Zimbabwe Stock Exchange-listed clothing chain, Truworths yesterday became the latest major firm to warn against steep interest rate hikes effected by policy-makers mid-year, to which it responded by suspending credit in local currency.
In July the Reserve Bank of Zimbabwe (RBZ) hiked its policy rate — the interest that corporates pay for borrowed funds — by 120 percentage points to 200%.
This was part of several measures implemented to stem the depreciation of the domestic currency.
The central bank’s move, that has seen lending tapering off as markets avoid high cost of capital, has triggered disquiet among banks. Industries have also warned that aggressive rate hikes have constrained their ability to borrow for retooling.

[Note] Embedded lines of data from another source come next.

/// Determines element dropping behavior when the tree is dropped.
///
/// By default, the tree will drop its elements when it is dropped.
///
/// # Examples
///
/// ```
/// use id_tree::{DropPolicy, IdTree};
///
/// // The drop policy is set at tree creation time.
/// let tree = IdTree::<u32>::builder()
///     .drop_policy(DropPolicy::MustNotDropItems)
///     .build()
///     .unwrap();
/// ```
#[derive(Clone, Copy, Debug, Default, Eq, PartialEq)]
#[non_exhaustive]
pub enum DropPolicy {
    /// The tree will drop its elements when the tree is dropped. This is the default.
    #[default]
    MayDropItems,

    /// The tree will panic if it still contains elements when it is dropped.
    ///
    /// This may be valuable if unsafe code holds out of band pointers to elements (obtained via
    /// [`IdTree::get_ptr()`][crate::IdTree::get_ptr]) that must be released before the elements
    /// can go away.
    MustNotDropItems,
}
impl BlockPool {
    /// Creates a new empty pool with the default allocation policy.
    ///
    /// No memory is allocated until the first block is requested.
    ///
    /// # Errors
    ///
    /// Returns an error if the block layout is zero-sized or if a chunk of `growth` blocks
    /// would not fit in the address space.
    pub fn new(
        block_layout: Layout,
        growth: NonZero<usize>,
    ) -> std::result::Result<Self, BuildError> {
        Self::builder()
            .block_layout(block_layout)
            .growth(growth)
            .build()
    }

    /// Starts building a new [`BlockPool`].
    ///
    /// # Examples
    ///
    /// ```
    /// use std::num::NonZero;
    ///
    /// use block_pool::{AllocationPolicy, BlockPool};
    ///
    /// let pool = BlockPool::builder()
    ///     .block_layout_of::<[u8; 24]>()
    ///     .growth(NonZero::new(8).unwrap())
    ///     .allocation_policy(AllocationPolicy::WarnAndReturnNone)
    ///     .build()
    ///     .unwrap();
    ///
    /// assert_eq!(pool.growth().get(), 8);
    /// assert_eq!(pool.capacity(), 0);
    /// ```
    pub fn builder() -> BlockPoolBuilder {
        BlockPoolBuilder::new()
    }

    pub(crate) fn new_inner(
        block_layout: Layout,
        growth: NonZero<usize>,
        allocation_policy: AllocationPolicy,
    ) -> std::result::Result<Self, BuildError> {
        if block_layout.size() == 0 {
            return Err(BuildError::ZeroSizedBlock);
        }

        let link_layout = Layout::new::<VacantBlock>();

        let stride_layout = Layout::from_size_align(
            block_layout.size().max(link_layout.size()),
            block_layout.align().max(link_layout.align()),
        )
        .map_err(|_| BuildError::PoolTooLarge {
            block_size: block_layout.size(),
            growth: growth.get(),
        })?
        .pad_to_align();

        let chunk_layout = stride_layout
            .size()
            .checked_mul(growth.get())
            .and_then(|size| Layout::from_size_align(size, stride_layout.align()).ok())
            .ok_or(BuildError::PoolTooLarge {
                block_size: stride_layout.size(),
                growth: growth.get(),
            })?;

        Ok(Self {
            block_layout,
            stride_layout,
            chunk_layout,
            growth,
            allocation_policy,
            chunks: Vec::new(),
            free_head: None,
            allocated: 0,
        })
    }

    /// The layout each block satisfies, as requested when the pool was created.
    #[must_use]
    pub fn block_layout(&self) -> Layout {
        self.block_layout
    }

    /// The number of blocks added to the pool each time it grows.
    #[must_use]
    pub fn growth(&self) -> NonZero<usize> {
        self.growth
    }

    /// What the pool does when the memory allocator cannot provide a new chunk.
    #[must_use]
    pub fn allocation_policy(&self) -> AllocationPolicy {
        self.allocation_policy
    }

    /// The number of blocks currently handed out.
    #[must_use]
    #[cfg_attr(test, mutants::skip)] // Can be mutated to infinitely growing memory use.
    pub fn len(&self) -> usize {
        self.allocated
    }

    /// Whether no blocks are currently handed out.
    ///
    /// An empty pool may still be holding memory for vacant blocks.
    #[must_use]
    pub fn is_empty(&self) -> bool {
        self.allocated == 0
    }

    /// The number of chunks the pool has grown so far.
    #[must_use]
    pub fn chunk_count(&self) -> usize {
        self.chunks.len()
    }

    /// The total number of blocks the pool holds memory for, whether handed out or vacant.
    #[must_use]
    pub fn capacity(&self) -> usize {
        self.chunks
            .len()
            .checked_mul(self.growth.get())
            .expect("guarded by chunk layout size calculation - total blocks cannot exceed virtual memory")
    }

    /// The number of blocks that can be handed out without growing the pool.
    #[must_use]
    pub fn vacant(&self) -> usize {
        self.capacity()
            .checked_sub(self.allocated)
            .expect("cannot have more blocks handed out than the pool has capacity for")
    }

    /// Hands out one block.
    ///
    /// The returned pointer is aligned and sized for the [block layout][1] and remains valid
    /// and at the same address until it is passed to [`release()`][2] or the pool is dropped.
    /// The contents of the block are uninitialized.
    ///
    /// If there are no vacant blocks, the pool first grows by [`growth()`][3] blocks.
    ///
    /// # Errors
    ///
    /// Returns an error if the pool needed to grow but the memory allocator could not provide
    /// the memory and the [allocation policy][4] permits reporting this to the caller.
    ///
    /// [1]: Self::block_layout
    /// [2]: Self::release
    /// [3]: Self::growth
    /// [4]: AllocationPolicy
    pub fn allocate(&mut self) -> Result<NonNull<u8>> {
        let block = match self.free_head {
            Some(block) => block,
            None => self.grow()?,
        };

        // SAFETY: Every block on the free list was initialized as a VacantBlock when it was
        // pushed onto the list and nobody else has access to vacant blocks.
        self.free_head = unsafe { block.read() }.next;

        self.allocated = self
            .allocated
            .checked_add(1)
            .expect("guarded by chunk layout size calculation - total blocks cannot exceed virtual memory");

        Ok(block.cast())
    }

    /// Returns a block to the pool, making it available to future [`allocate()`][1] calls.
    ///
    /// The contents of the block are not dropped.
    ///
    /// # Safety
    ///
    /// The pointer must have been returned by [`allocate()`][1] on this same pool and must not
    /// have been released since. The caller must not access the block after this call.
    ///
    /// # Panics
    ///
    /// In debug builds, panics if the pointer does not point to the start of a block owned by
    /// this pool.
    ///
    /// [1]: Self::allocate
    pub unsafe fn release(&mut self, block: NonNull<u8>) {
        debug_assert!(
            self.owns(block),
            "released pointer {block:p} does not point to a block of this pool"
        );

        let block = block.cast::<VacantBlock>();

        // SAFETY: The caller guarantees the block is from this pool, so it is valid for writes of
        // a VacantBlock (stride layout covers it) and nobody else is using it any more.
        unsafe {
            block.write(VacantBlock {
                next: self.free_head,
            });
        }

        self.free_head = Some(block);

        self.allocated = self
            .allocated
            .checked_sub(1)
            .expect("released more blocks than were handed out - double release is not allowed");
    }

    /// Grows the pool until at least `additional` blocks are vacant.
    ///
    /// # Errors
    ///
    /// Returns an error if a new chunk was needed but the memory allocator could not provide
    /// the memory and the [allocation policy][AllocationPolicy] permits reporting this. Chunks
    /// allocated before the failure are kept.
    #[cfg_attr(test, mutants::skip)] // Can be mutated to infinitely growing memory use.
    pub fn reserve(&mut self, additional: usize) -> Result<()> {
        while self.vacant() < additional {
            let first = self.grow()?;

            // grow() hands back the new chunk's first block detached from the free list so that
            // allocate() can serve it directly. We are not serving it, so put it back.
            //
            // SAFETY: The block is vacant, part of this pool and valid for writes of a link.
            unsafe {
                first.write(VacantBlock {
                    next: self.free_head,
                });
            }
            self.free_head = Some(first);
        }

        Ok(())
    }

    /// Whether `ptr` points to the start of a block in one of this pool's chunks.
    ///
    /// This does not tell whether the block is currently handed out or vacant.
    #[must_use]
    pub fn owns(&self, ptr: NonNull<u8>) -> bool {
        self.chunks.iter().any(|chunk| {
            chunk
                .offset_of(ptr)
                .is_some_and(|offset| offset % self.stride_layout.size() == 0)
        })
    }

    /// Allocates a new chunk, pushes all its blocks except the first onto the free list and
    /// returns the first block (still formatted as a vacant block) to the caller.
    fn grow(&mut self) -> Result<NonNull<VacantBlock>> {
        let Some(chunk) = Chunk::allocate(self.chunk_layout) else {
            return Err(self.allocation_failed());
        };

        let stride = self.stride_layout.size();

        // Push in reverse so blocks are handed out in address order, lowest first.
        for index in (0..self.growth.get()).rev() {
            let offset = index
                .checked_mul(stride)
                .expect("guarded by chunk layout size calculation");

            let block = chunk.block_at(offset).cast::<VacantBlock>();

            // SAFETY: The block is inside the freshly allocated chunk, aligned for VacantBlock
            // (stride layout guarantees it) and not in use by anyone.
            unsafe {
                block.write(VacantBlock {
                    next: self.free_head,
                });
            }

            self.free_head = Some(block);
        }

        self.chunks.push(chunk);

        tracing::trace!(
            block_size = self.block_layout.size(),
            chunks = self.chunks.len(),
            capacity = self.capacity(),
            "block pool grew by one chunk"
        );

        let first = self
            .free_head
            .expect("we just pushed at least one block because growth is non-zero");

        // SAFETY: We just initialized this block as a VacantBlock above.
        self.free_head = unsafe { first.read() }.next;

        Ok(first)
    }

    #[cfg_attr(test, mutants::skip)] // Abort path cannot be tested in-process.
    fn allocation_failed(&self) -> AllocError {
        match self.allocation_policy {
            AllocationPolicy::Abort => handle_alloc_error(self.chunk_layout),
            AllocationPolicy::ReturnNone => {}
            AllocationPolicy::WarnAndReturnNone => {
                tracing::warn!(
                    chunk_size = self.chunk_layout.size(),
                    chunk_align = self.chunk_layout.align(),
                    "block pool failed to allocate a new chunk"
                );
            }
        }

        AllocError::new(self.chunk_layout)
    }

    #[cfg_attr(test, mutants::skip)] // This is essentially test logic, mutation is meaningless.
    #[cfg(test)]
    #[must_use]
    pub(crate) fn free_list_len(&self) -> usize {
        let mut count: usize = 0;
        let mut cursor = self.free_head;

        while let Some(block) = cursor {
            assert!(
                self.owns(block.cast()),
                "free list entry {block:p} does not point to a block of this pool"
            );

            count = count
                .checked_add(1)
                .expect("free list cannot be longer than the pool capacity");

            // SAFETY: Every block on the free list is initialized as a VacantBlock.
            cursor = unsafe { block.read() }.next;
        }

        count
    }
}
use std::any::type_name;
use std::mem::MaybeUninit;
use std::pin::Pin;
use std::ptr::NonNull;
use std::{fmt, thread};

use block_pool::BlockPool;
use scopeguard::ScopeGuard;

use crate::{
    BuildError, DropPolicy, Error, IdTreeBuilder, Ids, Iter, Link, PageArena, PageId, Result, keep_above,
    levels_for, slot_bits,
};

/// A sparse map from `u32` IDs to pinned elements, organized as a multi-level radix tree.
///
/// Each level of the tree consumes [`fan_out_bits()`][1] bits of an ID. Internal pages hold links
/// to child pages and leaf pages hold links to elements. Lookups walk one page per level, so they
/// run in time proportional to the number of significant bits in the largest ID ever used.
///
/// Elements live in a slab allocator owned by the tree, separate from the index pages. An element
/// never moves while its ID is present, no matter how the tree around it grows or shrinks.
///
/// There are multiple ways to insert elements:
///
/// * [`set()`][2] - stores a value at a caller-chosen ID, overwriting in place if present.
/// * [`append()`][3] - stores a value at the next free ID (one past the largest ID ever used)
///   and reports the ID.
/// * [`set_with()`][4] and [`append_with()`][5] - let the caller initialize the element in its
///   final memory location.
///
/// # Out of band access
///
/// The tree does not keep references to its elements or create new references unless you
/// explicitly ask for one, so it is valid to access elements via pointers obtained from
/// [`get_ptr()`][6] and to create custom references to them from unsafe code even when not
/// holding a reference to the tree, as long as you do not ask the tree to concurrently create a
/// conflicting reference. Such pointers are valid until the ID is removed, the tree is cleared
/// or the tree is dropped.
///
/// # Resource usage
///
/// Removing an element releases every index page that becomes empty as a result, except the
/// root. The depth of the tree never decreases, except via [`clear()`][7]. Element storage keeps
/// its capacity for reuse until the tree is dropped.
///
/// # Example
///
/// ```
/// use id_tree::IdTree;
///
/// let mut tree = IdTree::<&str>::new();
///
/// tree.set(3, "three").unwrap();
/// tree.set(300, "three hundred").unwrap();
///
/// let (id, _) = tree.append("next").unwrap();
/// assert_eq!(id, 301);
///
/// assert_eq!(tree.get(3).as_deref(), Some(&"three"));
/// assert_eq!(tree.remove(300), Some("three hundred"));
///
/// let ids = tree.ids().collect::<Vec<_>>();
/// assert_eq!(ids, vec![3, 301]);
/// ```
///
/// [1]: Self::fan_out_bits
/// [2]: Self::set
/// [3]: Self::append
/// [4]: Self::set_with
/// [5]: Self::append_with
/// [6]: Self::get_ptr
/// [7]: Self::clear
pub struct IdTree<T> {
    /// Storage for the elements themselves. Leaf page links point into this pool.
    elements: BlockPool,

    pages: PageArena<T>,

    fan_out_bits: u32,

    /// `None` until the first insertion (or after `clear()`). May be an empty page after every
    /// element has been removed - the root is never released by removal.
    root: Option<PageId>,

    /// Number of levels from the root to the leaves. Zero if there is no root.
    depth: u32,

    /// Number of elements in the tree.
    count: usize,

    /// One greater than the largest ID ever inserted. Wider than the key so that inserting
    /// `u32::MAX` does not overflow.
    next_id: u64,

    drop_policy: DropPolicy,

    large_id_warning: Option<u32>,
}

In a trading update for the quarter ended October 9, 2022, Truworths said the suspension of Zimbabwe dollar credit hammered volumes.
“The increase of the bank policy rate to 200% with effect from 1 July 2022 resulted in the business suspending all Zimbabwe dollar credit sales with a consequent reduction in units sold. Zimbabwe dollar cash sales were negatively affected by the severe shortage of Zimbabwe dollars as a result of the tight monetary policy.
“Borrowings in Zimbabwe dollars as at October 9, 2022 amounted to $56,35 million at a cost of 205% per annum.”
Truworths pointed out that sales and profitability continued to be adversely affected by restrictive pricing laws, which affected competitiveness against the unregulated informal market.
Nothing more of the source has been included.